У него низкий, сиплый голос, какой-то деревянный, без интонаций. И рукопожатие тоже деревянное, как у автомата. Кажется, он ничуть не удивлен встрече.
– Приехали на скамейку посмотреть. Да, да – та самая. Я здесь часто сижу… когда здоров. Здесь хорошее место, тихое, глухое. Даже и днем редко кто заходит. Недавно гимназист здесь застрелился – только на другой день нашли. Тихое место…
– На этой скамейке застрелился?
– На этой. Это уже второй случай. Почему-то выбирают все эту. За уединенность, должно быть.
– Как же вам не страшно сидеть здесь по ночам одному? – вмешиваюсь я в разговор.
Комаровский оборачивается ко мне и улыбается. Свет фонаря падает на его лицо. Лицо круглое, «обыкновенное», – такие бывают немцы-коммерсанты средней руки. Во всю щеку румянец. И что-то деревянное в лице и улыбке.
– Нет, когда я здоров, мне ничего не страшно. Кроме мысли, что болезнь вернется.
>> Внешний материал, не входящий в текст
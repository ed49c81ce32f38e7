//! Engine configuration. Every field has a default so a partial JSON file is enough.

use serde::{Deserialize, Serialize};
use std::path::{Path, PathBuf};

#[derive(Debug, Clone, Default, Serialize, Deserialize)]
#[serde(default)]
pub struct EngineConfig {
    /// Algorithm selection and sampling parameters
    pub extraction: ExtractionConfig,
    /// Snapshot file parsing
    pub input: InputConfig,
    /// Where records are written
    pub output: OutputConfig,
    /// Logging
    pub log: LogConfig,
}

#[derive(Debug, Clone, Serialize, Deserialize)]
#[serde(default)]
pub struct ExtractionConfig {
    /// Graphs with at most this many nodes take the exact code paths
    pub scale_threshold_nodes: usize,
    /// Pivot count for sampled betweenness on large graphs
    pub betweenness_sample_size: usize,
    /// Compute the spectral feature groups at all
    pub compute_spectral: bool,
    /// Above this node count clique numbers use the k-core restricted search
    pub max_nodes_for_exact_clique: usize,
    /// Sources for sampled eccentricity; `None` picks 500 or 200 by graph size
    pub eccentricity_sample_size: Option<usize>,
    /// Node count at which eccentricity is sampled without an accelerated backend
    pub eccentricity_sample_threshold: usize,
    /// Eigenvalues retained for large graphs
    pub partial_spectrum_size: usize,
    /// Node count above which average path length is sampled
    pub path_length_sample_threshold: usize,
    pub path_length_sample_size: usize,
    /// Degree percentiles for rich-club coefficients
    pub rich_club_percentiles: Vec<u32>,
    /// Iteration budget for iterative eigensolvers
    pub eigen_max_iter: usize,
    pub eigen_tolerance: f64,
    /// Krylov steps beyond the requested eigenvalue count
    pub lanczos_extra_steps: usize,
    /// Shift for inverse iteration on the Laplacian
    pub shift_invert_sigma: f64,
    pub pagerank_alpha: f64,
    /// Power-iteration budget for PageRank and eigenvector centrality
    pub centrality_max_iter: usize,
    pub centrality_tolerance: f64,
    /// Seed for every sampled computation
    pub seed: u64,
    /// Use the rayon backend when compiled in
    pub accelerated_backend: bool,
    /// Run the node-level pass
    pub node_features: bool,
}

#[derive(Debug, Clone, Serialize, Deserialize)]
#[serde(default)]
pub struct InputConfig {
    /// File extensions picked up when walking a directory
    pub extensions: Vec<String>,
    /// Lines referencing an ASN below this are dropped (0 and reserved values)
    pub min_asn: u32,
}

#[derive(Debug, Clone, Serialize, Deserialize)]
#[serde(default)]
pub struct OutputConfig {
    pub dir: PathBuf,
    /// Write one node table per snapshot
    pub node_tables: bool,
}

#[derive(Debug, Clone, Serialize, Deserialize)]
#[serde(default)]
pub struct LogConfig {
    pub level: String,
    pub json: bool,
}

impl Default for ExtractionConfig {
    fn default() -> Self {
        Self {
            scale_threshold_nodes: 5_000,
            betweenness_sample_size: 500,
            compute_spectral: true,
            max_nodes_for_exact_clique: 5_000,
            eccentricity_sample_size: None,
            eccentricity_sample_threshold: 30_000,
            partial_spectrum_size: 50,
            path_length_sample_threshold: 20_000,
            path_length_sample_size: 500,
            rich_club_percentiles: vec![50, 75, 90, 95, 99],
            eigen_max_iter: 1_000,
            eigen_tolerance: 1e-8,
            lanczos_extra_steps: 60,
            shift_invert_sigma: 1e-3,
            pagerank_alpha: 0.85,
            centrality_max_iter: 100,
            centrality_tolerance: 1e-6,
            seed: 42,
            accelerated_backend: true,
            node_features: true,
        }
    }
}

impl Default for InputConfig {
    fn default() -> Self {
        Self {
            extensions: vec!["edges".to_string(), "txt".to_string()],
            min_asn: 1,
        }
    }
}

impl Default for OutputConfig {
    fn default() -> Self {
        Self {
            dir: PathBuf::from("features"),
            node_tables: true,
        }
    }
}

impl Default for LogConfig {
    fn default() -> Self {
        Self {
            level: "info".to_string(),
            json: false,
        }
    }
}

impl ExtractionConfig {
    /// Eccentricity sample size for a graph of `n` nodes.
    pub fn eccentricity_sample_for(&self, n: usize) -> usize {
        self.eccentricity_sample_size
            .unwrap_or(if n < 100_000 { 500 } else { 200 })
            .min(n)
    }
}

impl EngineConfig {
    /// Load from JSON file if present; otherwise return default
    pub fn load(path: &Path) -> Self {
        if path.exists() {
            if let Ok(data) = std::fs::read_to_string(path) {
                if let Ok(c) = serde_json::from_str::<EngineConfig>(&data) {
                    return c;
                }
            }
        }
        Self::default()
    }
}
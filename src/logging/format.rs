//! Log subscriber setup and ndjson record lines (one JSON object per line).

use serde::Serialize;
use std::io::Write;
use tracing_subscriber::fmt::format::FmtSpan;
use tracing_subscriber::layer::SubscriberExt;
use tracing_subscriber::util::SubscriberInitExt;
use tracing_subscriber::EnvFilter;

pub struct StructuredLogger;

impl StructuredLogger {
    /// Install the global subscriber writing to stdout; `RUST_LOG` overrides `default_level`.
    /// A second call is a no-op.
    pub fn init(json: bool, default_level: &str) {
        let filter = EnvFilter::try_from_default_env()
            .unwrap_or_else(|_| EnvFilter::new(default_level));
        let installed = if json {
            let fmt = tracing_subscriber::fmt::layer()
                .json()
                .with_span_events(FmtSpan::NONE)
                .with_writer(std::io::stdout);
            tracing_subscriber::registry().with(filter).with(fmt).try_init()
        } else {
            tracing_subscriber::registry()
                .with(filter)
                .with(tracing_subscriber::fmt::layer().with_writer(std::io::stdout))
                .try_init()
        };
        if installed.is_err() {
            tracing::debug!("log subscriber already installed");
        }
    }

    /// Write `record` as a single ndjson line.
    pub fn emit_json(record: &impl Serialize, w: &mut impl Write) -> std::io::Result<()> {
        let line = serde_json::to_string(record)?;
        writeln!(w, "{}", line)
    }
}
Он в течение нашего короткого разговора несколько раз повторяет «моя болезнь», «когда я здоров», «тогда я был болен». Что это за болезнь у этого широкоплечего и краснощекого?
– …Болезнь вернется? – повторяю я машинально конец его фразы.
– Да, – говорит он, – болезнь. Сумасшествие. Вот, Николай Степанович знает. Сейчас у меня «просветление», вот я и гуляю. А вообще я больше в больнице живу.
И, не меняя голоса, продолжает:
– Если вы, господа, не торопитесь, – вот мой дом, выпьем чаю – почитаем стихи.